*** Opening of Task material ***

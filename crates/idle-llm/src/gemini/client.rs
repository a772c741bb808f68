// Google Gemini client implementation

use crate::buffer_utils::parse_sse_stream;
use crate::error::{error_message_from_body, ProviderError};
use crate::gemini::stream::{GeminiStreamParser, GenerateContentResponse};
use crate::streaming::StreamEvent;
use crate::traits::{ChatClient, ChatOptions, ChatRequest, ChatResponse, EventStream, GeneratedFile};
use crate::types::{Content, ContentPart, Message, ToolCall};
use anyhow::{Context, Result};
use async_trait::async_trait;
use reqwest::header::{HeaderMap, HeaderValue, CONTENT_TYPE};
use serde_json::{json, Map, Value};

pub const GEMINI_API_BASE: &str = "https://generativelanguage.googleapis.com/v1beta";

/// Gemini client (HTTP direct, no SDK)
pub struct GeminiClient {
    http_client: reqwest::Client,
    base_url: String,
}

impl GeminiClient {
    /// Create new client with API key
    pub fn new(api_key: impl Into<String>) -> Result<Self> {
        let api_key = api_key.into();
        
        let mut headers = HeaderMap::new();
        headers.insert(CONTENT_TYPE, HeaderValue::from_static("application/json"));
        headers.insert(
            "x-goog-api-key",
            HeaderValue::from_str(&api_key).context("Invalid API key format")?,
        );
        
        let http_client = reqwest::Client::builder()
            .default_headers(headers)
            .build()
            .context("Failed to create HTTP client")?;
        
        Ok(Self {
            http_client,
            base_url: GEMINI_API_BASE.to_string(),
        })
    }
    
    /// Point the client at another endpoint (proxies, tests)
    pub fn with_base_url(mut self, base_url: impl Into<String>) -> Self {
        self.base_url = base_url.into().trim_end_matches('/').to_string();
        self
    }
    
    pub fn base_url(&self) -> &str {
        &self.base_url
    }
    
    /// Build generateContent request payload
    pub fn build_request(&self, request: &ChatRequest) -> Result<Value> {
        let (system_instruction, contents) = self.convert_messages(&request.messages)?;
        
        let mut payload = Map::new();
        payload.insert("contents".to_string(), Value::Array(contents));
        
        if let Some(system) = system_instruction {
            payload.insert(
                "systemInstruction".to_string(),
                json!({ "parts": [{ "text": system }] }),
            );
        }
        
        let tools = self.build_tools(&request.model, &request.options);
        if !tools.is_empty() {
            payload.insert("tools".to_string(), Value::Array(tools));
        }
        
        let generation_config = self.build_generation_config(&request.options)?;
        if !generation_config.is_empty() {
            payload.insert("generationConfig".to_string(), Value::Object(generation_config));
        }
        
        Ok(Value::Object(payload))
    }
    
    fn build_tools(&self, model: &str, options: &ChatOptions) -> Vec<Value> {
        let mut tools = Vec::new();
        
        // Grounded requests carry the search tool alone; function calling is off for them
        let declarations = options
            .tools
            .as_ref()
            .filter(|t| !t.is_empty() && !options.provider.search_grounding);
        if options.provider.search_grounding && options.tools.as_ref().is_some_and(|t| !t.is_empty()) {
            tracing::debug!(model, "search grounding enabled; function tools not sent");
        }
        
        if let Some(declarations) = declarations {
            let declarations: Vec<Value> = declarations
                .iter()
                .map(|tool| {
                    let mut decl = json!({
                        "name": tool.name,
                        "parameters": tool.parameters,
                    });
                    if let (Some(description), Some(obj)) = (&tool.description, decl.as_object_mut()) {
                        obj.insert("description".to_string(), json!(description));
                    }
                    decl
                })
                .collect();
            tools.push(json!({ "functionDeclarations": declarations }));
        }
        
        if options.provider.search_grounding {
            // Gemini 1.x only understands the retrieval tool; newer models use googleSearch
            if model.starts_with("gemini-1") {
                let retrieval = match &options.provider.dynamic_retrieval {
                    Some(config) => json!({ "dynamicRetrievalConfig": config }),
                    None => json!({}),
                };
                tools.push(json!({ "googleSearchRetrieval": retrieval }));
            } else {
                if options.provider.dynamic_retrieval.is_some() {
                    tracing::debug!(model, "dynamic retrieval is implied by googleSearch for this model");
                }
                tools.push(json!({ "googleSearch": {} }));
            }
        }
        
        tools
    }
    
    fn build_generation_config(&self, options: &ChatOptions) -> Result<Map<String, Value>> {
        let mut config = Map::new();
        
        if let Some(temp) = options.temperature {
            config.insert("temperature".to_string(), json!(temp));
        }
        if let Some(max_tokens) = options.max_tokens {
            config.insert("maxOutputTokens".to_string(), json!(max_tokens));
        }
        if let Some(thinking) = &options.provider.thinking {
            config.insert("thinkingConfig".to_string(), serde_json::to_value(thinking)?);
        }
        if let Some(modalities) = &options.provider.response_modalities {
            config.insert("responseModalities".to_string(), json!(modalities));
        }
        
        Ok(config)
    }
    
    /// Convert our messages to Gemini `contents`, pulling system prompts out
    fn convert_messages(&self, messages: &[Message]) -> Result<(Option<String>, Vec<Value>)> {
        let mut system_parts = Vec::new();
        let mut contents = Vec::new();
        
        for message in messages {
            match message {
                Message::System { content } => {
                    system_parts.push(content.plain_text());
                }
                Message::Human { content } => {
                    contents.push(json!({
                        "role": "user",
                        "parts": self.convert_content(content),
                    }));
                }
                Message::AI { content, tool_calls } => {
                    let mut parts = content
                        .as_ref()
                        .map(|c| self.convert_content(c))
                        .unwrap_or_default();
                    
                    for call in tool_calls.iter().flatten() {
                        parts.push(self.convert_tool_call(call)?);
                    }
                    
                    if !parts.is_empty() {
                        contents.push(json!({ "role": "model", "parts": parts }));
                    }
                }
                Message::Tool { name, content, .. } => {
                    contents.push(json!({
                        "role": "user",
                        "parts": [{
                            "functionResponse": {
                                "name": name,
                                "response": { "name": name, "content": content },
                            }
                        }],
                    }));
                }
            }
        }
        
        let system = if system_parts.is_empty() {
            None
        } else {
            Some(system_parts.join("\n\n"))
        };
        
        Ok((system, contents))
    }
    
    fn convert_content(&self, content: &Content) -> Vec<Value> {
        content
            .clone()
            .into_parts()
            .into_iter()
            .filter_map(|part| match part {
                ContentPart::Text { text } if text.is_empty() => None,
                ContentPart::Text { text } => Some(json!({ "text": text })),
                ContentPart::InlineData { mime_type, data } => Some(json!({
                    "inlineData": { "mimeType": mime_type, "data": data }
                })),
            })
            .collect()
    }
    
    fn convert_tool_call(&self, call: &ToolCall) -> Result<Value> {
        let args = call
            .arguments_value()
            .with_context(|| format!("Invalid arguments for tool call {}", call.id))?;
        Ok(json!({
            "functionCall": { "name": call.function.name, "args": args }
        }))
    }
    
    async fn post(&self, url: String, payload: &Value) -> Result<reqwest::Response> {
        let response = self
            .http_client
            .post(url)
            .json(payload)
            .send()
            .await
            .context("Failed to send request")?;
        
        if !response.status().is_success() {
            let status = response.status();
            let error_text = response.text().await.unwrap_or_default();
            return Err(ProviderError::Api {
                provider: "Gemini",
                status: status.as_u16(),
                message: error_message_from_body(&error_text),
            }
            .into());
        }
        
        Ok(response)
    }
}

// ============================================================================
// TRAIT IMPLEMENTATIONS
// ============================================================================

#[async_trait]
impl ChatClient for GeminiClient {
    async fn chat(&self, request: ChatRequest) -> Result<ChatResponse> {
        let payload = self.build_request(&request)?;
        
        let response = self
            .post(
                format!("{}/models/{}:generateContent", self.base_url, request.model),
                &payload,
            )
            .await?;
        
        let raw: Value = response.json().await.context("Failed to parse response")?;
        let parsed: GenerateContentResponse =
            serde_json::from_value(raw.clone()).context("Unexpected Gemini response shape")?;
        
        let mut parser = GeminiStreamParser::new();
        let mut result = ChatResponse {
            content: None,
            tool_calls: None,
            files: Vec::new(),
            usage: None,
            finish_reason: None,
            raw,
        };
        
        // Reuse the streaming conversion and fold the events
        for event in parser.events_from_chunk(parsed)? {
            match event {
                StreamEvent::Message { content } => {
                    result.content.get_or_insert_with(String::new).push_str(&content);
                }
                StreamEvent::ToolCall { id, name, arguments, .. } => {
                    result
                        .tool_calls
                        .get_or_insert_with(Vec::new)
                        .push(ToolCall::new(id, name, arguments));
                }
                StreamEvent::File { mime_type, data } => {
                    result.files.push(GeneratedFile { mime_type, data });
                }
                StreamEvent::Usage { usage } => result.usage = Some(usage),
                StreamEvent::Done { finish_reason } => result.finish_reason = finish_reason,
                StreamEvent::Reasoning { .. } | StreamEvent::Source { .. } => {}
            }
        }
        
        Ok(result)
    }
    
    async fn chat_stream(&self, request: ChatRequest) -> Result<EventStream> {
        let payload = self.build_request(&request)?;
        
        tracing::debug!(model = %request.model, "opening Gemini stream");
        
        let response = self
            .post(
                format!("{}/models/{}:streamGenerateContent?alt=sse", self.base_url, request.model),
                &payload,
            )
            .await?;
        
        Ok(parse_sse_stream(response, GeminiStreamParser::new()))
    }
}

*** Close of Task material ***

Work order: Pull out every line in the material above where "EventStream" occurs.

Solution:
use crate::traits::{ChatClient, ChatOptions, ChatRequest, ChatResponse, EventStream, GeneratedFile};
    async fn chat_stream(&self, request: ChatRequest) -> Result<EventStream> {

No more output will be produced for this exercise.